### What needs to be done
Give back the full set of entries exactly, keeping each line intact.

### Data to examine
//! Gregorian calendar date.

use std::fmt;
use std::str::FromStr;

use chrono::{Datelike, NaiveDate};
use serde::{Deserialize, Deserializer, Serialize, Serializer};

use crate::error::CalendarError;

/// Number of seconds in one day.
pub const SECONDS_PER_DAY: i64 = 86_400;

/// An immutable, validated Gregorian date.
///
/// Field order matters: the derived ordering is lexicographic on
/// `(year, month, day)`.
#[derive(Debug, Clone, Copy, PartialEq, Eq, PartialOrd, Ord, Hash)]
pub struct Date {
    year: i32,
    month: u8,
    day: u8,
}

impl Date {
    /// Creates a new `Date` from year, month (1..=12) and day.
    ///
    /// # Errors
    ///
    /// Returns [`CalendarError::InvalidMonth`] or [`CalendarError::InvalidDay`]
    /// if the triple does not name a real Gregorian day.
    pub fn new(year: i32, month: u8, day: u8) -> Result<Self, CalendarError> {
        if !(1..=12).contains(&month) {
            return Err(CalendarError::InvalidMonth { month });
        }
        if NaiveDate::from_ymd_opt(year, u32::from(month), u32::from(day)).is_none() {
            return Err(CalendarError::InvalidDay { year, month, day });
        }
        Ok(Self { year, month, day })
    }

    /// Converts a chrono date. Infallible since chrono dates are always valid.
    pub fn from_naive(date: NaiveDate) -> Self {
        Self {
            year: date.year(),
            month: date.month() as u8,
            day: date.day() as u8,
        }
    }

    /// Returns the UTC calendar date containing `seconds` since the Unix epoch.
    ///
    /// # Errors
    ///
    /// Returns [`CalendarError::TimestampOutOfRange`] if chrono cannot
    /// represent the instant.
    pub fn from_epoch_seconds(seconds: i64) -> Result<Self, CalendarError> {
        chrono::DateTime::from_timestamp(seconds, 0)
            .map(|dt| Self::from_naive(dt.date_naive()))
            .ok_or(CalendarError::TimestampOutOfRange { seconds })
    }

    /// Returns the year.
    pub fn year(self) -> i32 {
        self.year
    }

    /// Returns the month (1..=12).
    pub fn month(self) -> u8 {
        self.month
    }

    /// Returns the day within the month (1..=31).
    pub fn day(self) -> u8 {
        self.day
    }

    /// Returns the equivalent chrono date.
    pub fn to_naive(self) -> NaiveDate {
        // Safety: the constructors only admit dates chrono accepted.
        NaiveDate::from_ymd_opt(self.year, u32::from(self.month), u32::from(self.day))
            .expect("Date always holds a valid Gregorian day")
    }

    /// Seconds since the Unix epoch at 00:00 UTC of this date.
    pub fn epoch_seconds(self) -> i64 {
        self.to_naive()
            .and_hms_opt(0, 0, 0)
            .expect("midnight is always valid")
            .and_utc()
            .timestamp()
    }

    /// File-path-safe compact form `YYYYMMDD`.
    pub fn compact(self) -> String {
        format!("{:04}{:02}{:02}", self.year, self.month, self.day)
    }

    /// Returns the next calendar day.
    pub fn next(self) -> Self {
        Self::from_naive(self.to_naive().succ_opt().unwrap_or(NaiveDate::MAX))
    }

    /// Returns the number of days in this date's month.
    pub fn days_in_month(self) -> u8 {
        days_in_month(self.year, self.month)
    }
}

/// Number of days in `month` of `year`. `month` must be 1..=12.
pub(crate) fn days_in_month(year: i32, month: u8) -> u8 {
    let (ny, nm) = if month == 12 {
        (year + 1, 1)
    } else {
        (year, u32::from(month) + 1)
    };
    let first_next = NaiveDate::from_ymd_opt(ny, nm, 1);
    let first = NaiveDate::from_ymd_opt(year, u32::from(month), 1);
    match (first, first_next) {
        (Some(a), Some(b)) => (b - a).num_days() as u8,
        _ => 31,
    }
}

impl fmt::Display for Date {
    fn fmt(&self, f: &mut fmt::Formatter<'_>) -> fmt::Result {
        write!(f, "{:04}-{:02}-{:02}", self.year, self.month, self.day)
    }
}

impl FromStr for Date {
    type Err = CalendarError;

    /// Parses `YYYY-MM-DD` or `YYYYMMDD`.
    fn from_str(s: &str) -> Result<Self, Self::Err> {
        let parsed = NaiveDate::parse_from_str(s, "%Y-%m-%d")
            .or_else(|_| NaiveDate::parse_from_str(s, "%Y%m%d"))
            .map_err(|_| CalendarError::InvalidDateString {
                input: s.to_string(),
            })?;
        Ok(Self::from_naive(parsed))
    }
}

impl Serialize for Date {
    fn serialize<S: Serializer>(&self, serializer: S) -> Result<S::Ok, S::Error> {
        serializer.collect_str(self)
    }
}

impl<'de> Deserialize<'de> for Date {
    fn deserialize<D: Deserializer<'de>>(deserializer: D) -> Result<Self, D::Error> {
        let s = String::deserialize(deserializer)?;
        s.parse().map_err(serde::de::Error::custom)
    }
}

### Task result
//! Gregorian calendar date.

use std::fmt;
use std::str::FromStr;

use chrono::{Datelike, NaiveDate};
use serde::{Deserialize, Deserializer, Serialize, Serializer};

use crate::error::CalendarError;

/// Number of seconds in one day.
pub const SECONDS_PER_DAY: i64 = 86_400;

/// An immutable, validated Gregorian date.
///
/// Field order matters: the derived ordering is lexicographic on
/// `(year, month, day)`.
#[derive(Debug, Clone, Copy, PartialEq, Eq, PartialOrd, Ord, Hash)]
pub struct Date {
    year: i32,
    month: u8,
    day: u8,
}

impl Date {
    /// Creates a new `Date` from year, month (1..=12) and day.
    ///
    /// # Errors
    ///
    /// Returns [`CalendarError::InvalidMonth`] or [`CalendarError::InvalidDay`]
    /// if the triple does not name a real Gregorian day.
    pub fn new(year: i32, month: u8, day: u8) -> Result<Self, CalendarError> {
        if !(1..=12).contains(&month) {
            return Err(CalendarError::InvalidMonth { month });
        }
        if NaiveDate::from_ymd_opt(year, u32::from(month), u32::from(day)).is_none() {
            return Err(CalendarError::InvalidDay { year, month, day });
        }
        Ok(Self { year, month, day })
    }

    /// Converts a chrono date. Infallible since chrono dates are always valid.
    pub fn from_naive(date: NaiveDate) -> Self {
        Self {
            year: date.year(),
            month: date.month() as u8,
            day: date.day() as u8,
        }
    }

    /// Returns the UTC calendar date containing `seconds` since the Unix epoch.
    ///
    /// # Errors
    ///
    /// Returns [`CalendarError::TimestampOutOfRange`] if chrono cannot
    /// represent the instant.
    pub fn from_epoch_seconds(seconds: i64) -> Result<Self, CalendarError> {
        chrono::DateTime::from_timestamp(seconds, 0)
            .map(|dt| Self::from_naive(dt.date_naive()))
            .ok_or(CalendarError::TimestampOutOfRange { seconds })
    }

    /// Returns the year.
    pub fn year(self) -> i32 {
        self.year
    }

    /// Returns the month (1..=12).
    pub fn month(self) -> u8 {
        self.month
    }

    /// Returns the day within the month (1..=31).
    pub fn day(self) -> u8 {
        self.day
    }

    /// Returns the equivalent chrono date.
    pub fn to_naive(self) -> NaiveDate {
        // Safety: the constructors only admit dates chrono accepted.
        NaiveDate::from_ymd_opt(self.year, u32::from(self.month), u32::from(self.day))
            .expect("Date always holds a valid Gregorian day")
    }

    /// Seconds since the Unix epoch at 00:00 UTC of this date.
    pub fn epoch_seconds(self) -> i64 {
        self.to_naive()
            .and_hms_opt(0, 0, 0)
            .expect("midnight is always valid")
            .and_utc()
            .timestamp()
    }

    /// File-path-safe compact form `YYYYMMDD`.
    pub fn compact(self) -> String {
        format!("{:04}{:02}{:02}", self.year, self.month, self.day)
    }

    /// Returns the next calendar day.
    pub fn next(self) -> Self {
        Self::from_naive(self.to_naive().succ_opt().unwrap_or(NaiveDate::MAX))
    }

    /// Returns the number of days in this date's month.
    pub fn days_in_month(self) -> u8 {
        days_in_month(self.year, self.month)
    }
}

/// Number of days in `month` of `year`. `month` must be 1..=12.
pub(crate) fn days_in_month(year: i32, month: u8) -> u8 {
    let (ny, nm) = if month == 12 {
        (year + 1, 1)
    } else {
        (year, u32::from(month) + 1)
    };
    let first_next = NaiveDate::from_ymd_opt(ny, nm, 1);
    let first = NaiveDate::from_ymd_opt(year, u32::from(month), 1);
    match (first, first_next) {
        (Some(a), Some(b)) => (b - a).num_days() as u8,
        _ => 31,
    }
}

impl fmt::Display for Date {
    fn fmt(&self, f: &mut fmt::Formatter<'_>) -> fmt::Result {
        write!(f, "{:04}-{:02}-{:02}", self.year, self.month, self.day)
    }
}

impl FromStr for Date {
    type Err = CalendarError;

    /// Parses `YYYY-MM-DD` or `YYYYMMDD`.
    fn from_str(s: &str) -> Result<Self, Self::Err> {
        let parsed = NaiveDate::parse_from_str(s, "%Y-%m-%d")
            .or_else(|_| NaiveDate::parse_from_str(s, "%Y%m%d"))
            .map_err(|_| CalendarError::InvalidDateString {
                input: s.to_string(),
            })?;
        Ok(Self::from_naive(parsed))
    }
}

impl Serialize for Date {
    fn serialize<S: Serializer>(&self, serializer: S) -> Result<S::Ok, S::Error> {
        serializer.collect_str(self)
    }
}

impl<'de> Deserialize<'de> for Date {
    fn deserialize<D: Deserializer<'de>>(deserializer: D) -> Result<Self, D::Error> {
        let s = String::deserialize(deserializer)?;
        s.parse().map_err(serde::de::Error::custom)
    }
}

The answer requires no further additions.